Gene annotations were downloaded from the refGene table in the University of California, Santa Cruz (UCSC) Genome Browser database (human genome assembly version hg18) (11). Promoter regions were defined as the 1000 nt upstream of annotated transcription start sites. Overlapping regions corresponding to genes with multiple transcripts having identical or alternative start sites were merged into one region to create a non-redundant set of promoter regions. Based on this non-redundant set, CpG ratios and CpG promoter classes were calculated and assigned as previously described (12).
Processed peak data from chromatin immunoprecipitation sequencing (ChIP-seq) experiments of H3K4me3 and H3K27me3 in seven cell lines (GM12878, HUVEC, K562, NHEK, H1-hESC, HMEC and NHLF) were downloaded from UCSC (hg18) (13,14). Non-redundant promoter regions that contained overlapping H3K4me3 and H3K27me3 peaks in all seven cell lines were classified as H3K4me3 and H3K27me3 enriched, respectively; promoter regions that contained both marks in all seven cell lines were classified as bivalent; and promoter regions that did not contain any of the marks or only contained the marks in some of the cell lines were classified as having no or inconsistent marks.
Processed peak data from ChIP-seq experiments of H3K4me3 and H3K27me3 in HeLa and normal adult dermal fibroblasts (NHDF-Ad) were downloaded from UCSC (hg19; Broad Histone track) and remapped to hg18 by the UCSC liftOver tool.
ChIP, library preparation and sequencing were done as described in the Supplementary Methods. The resulting input chromatin and H3K4me3 and H3K27me3 IP libraries contained ~64 million (M), ~42 M and ~52 M sequence reads, respectively. We used cutadapt (15) to trim adapter sequences, bowtie (16) to align sequence reads from the human genome (version hg18) and discarded all reads that aligned to more than one genomic location. The ~50 M, ~32 M and ~39 M aligned reads for the input, H3K4me3 and H3K27me3 libraries, respectively, were processed by SICER (17) to identify genomic regions that were significantly enriched for H3K4me3 and H3K27me3 in HaCaT (SICER used the input chromatin library as control to identify significant regions; see Supplementary Dataset S3 and S4).

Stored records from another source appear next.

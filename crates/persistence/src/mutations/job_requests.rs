// Copyright (C) 2026 Fred Clausen
// Use of this source code is governed by an MIT-style
// license that can be found in the LICENSE file or at
// https://opensource.org/licenses/MIT.

//! Job request mutations.

use diesel::SqliteConnection;
use diesel::prelude::*;
use facilitydesk_domain::JobRequest;
use tracing::info;

use crate::backend::PersistenceBackend;
use crate::data_models::{JobRequestPatch, encode_optional_timestamp, encode_timestamp};
use crate::diesel_schema::job_requests;
use crate::error::PersistenceError;

/// Column changes for a job request update. `None` fields are skipped.
#[derive(AsChangeset)]
#[diesel(table_name = job_requests)]
struct JobRequestChangeset {
    company_id: Option<i64>,
    company_name: Option<String>,
    category: Option<String>,
    priority: Option<String>,
    description: Option<String>,
    address: Option<String>,
    city: Option<String>,
    state: Option<String>,
    zip_code: Option<i64>,
    attachment_url: Option<Option<String>>,
    status: Option<String>,
    requested_date: Option<Option<String>>,
}

impl JobRequestChangeset {
    fn from_patch(patch: &JobRequestPatch) -> Result<Self, PersistenceError> {
        Ok(Self {
            company_id: patch.company.as_ref().map(|(id, _)| id.value()),
            company_name: patch.company.as_ref().map(|(_, name)| name.clone()),
            category: patch.category.clone(),
            priority: patch.priority.map(|p| p.as_str().to_string()),
            description: patch.description.clone(),
            address: patch.address.clone(),
            city: patch.city.clone(),
            state: patch.state.clone(),
            zip_code: patch.zip_code.map(i64::from),
            attachment_url: patch.attachment_url.clone(),
            status: patch.status.map(|s| s.as_str().to_string()),
            requested_date: patch
                .requested_date
                .map(encode_optional_timestamp)
                .transpose()?,
        })
    }
}

/// Inserts a job request and returns its new ID.
///
/// # Errors
///
/// Returns an error if the insert fails.
pub fn insert_job_request(
    conn: &mut SqliteConnection,
    request: &JobRequest,
) -> Result<i64, PersistenceError> {
    info!(company_name = %request.company_name, "Creating job request");

    diesel::insert_into(job_requests::table)
        .values((
            job_requests::company_id.eq(request.company_id.value()),
            job_requests::company_name.eq(&request.company_name),
            job_requests::category.eq(&request.category),
            job_requests::priority.eq(request.priority.as_str()),
            job_requests::description.eq(&request.description),
            job_requests::address.eq(&request.address),
            job_requests::city.eq(&request.city),
            job_requests::state.eq(&request.state),
            job_requests::zip_code.eq(i64::from(request.zip_code)),
            job_requests::attachment_url.eq(request.attachment_url.as_deref()),
            job_requests::status.eq(request.status.as_str()),
            job_requests::requested_date.eq(encode_optional_timestamp(request.requested_date)?),
            job_requests::created_at.eq(encode_timestamp(request.created_at)?),
        ))
        .execute(conn)?;

    let job_request_id: i64 = conn.get_last_insert_rowid()?;
    info!(job_request_id, "Job request created");

    Ok(job_request_id)
}

/// Applies a sparse update to a job request.
///
/// The patch must not be empty.
///
/// # Errors
///
/// Returns `PersistenceError::NotFound` if no job request has this ID.
pub fn update_job_request(
    conn: &mut SqliteConnection,
    job_request_id: i64,
    patch: &JobRequestPatch,
) -> Result<(), PersistenceError> {
    info!(job_request_id, "Updating job request");

    let rows_affected: usize = diesel::update(job_requests::table)
        .filter(job_requests::job_request_id.eq(job_request_id))
        .set(JobRequestChangeset::from_patch(patch)?)
        .execute(conn)?;

    if rows_affected == 0 {
        return Err(PersistenceError::NotFound(format!(
            "Job request with ID {job_request_id} not found"
        )));
    }

    Ok(())
}

/// Deletes a job request.
///
/// # Errors
///
/// Returns `PersistenceError::NotFound` if no job request has this ID.
pub fn delete_job_request(
    conn: &mut SqliteConnection,
    job_request_id: i64,
) -> Result<(), PersistenceError> {
    info!(job_request_id, "Deleting job request");

    let rows_affected: usize = diesel::delete(job_requests::table)
        .filter(job_requests::job_request_id.eq(job_request_id))
        .execute(conn)?;

    if rows_affected == 0 {
        return Err(PersistenceError::NotFound(format!(
            "Job request with ID {job_request_id} not found"
        )));
    }

    Ok(())
}
// Copyright (C) 2026 Fred Clausen
// Use of this source code is governed by an MIT-style
// license that can be found in the LICENSE file or at
// https://opensource.org/licenses/MIT.

#![allow(clippy::expect_used, clippy::unwrap_used)]

mod invoice;
mod money;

Gene ontology (GO) term and Kyoto Encyclopedia of Genes and Genomes (KEGG) pathway enrichment was assessed by GOstats (18). For GO terms, the test was conditioned on the structure of the GO graph.
The microarray data from this publication have been submitted to the ArrayExpress database (http://www.ebi.ac.uk/arrayexpress/) and were assigned the identifiers E-MTAB-454 (HaCaT) and E-TABM-1152 (HeLa). HaCaT ChIP-seq data are available from http://tang.medisin.ntnu.no/~palsat/HaCaT-ChIP.tgz; bed-files with significant H3K4me3 and H3K27me3 regions are available as Supplementary Dataset S3 and S4.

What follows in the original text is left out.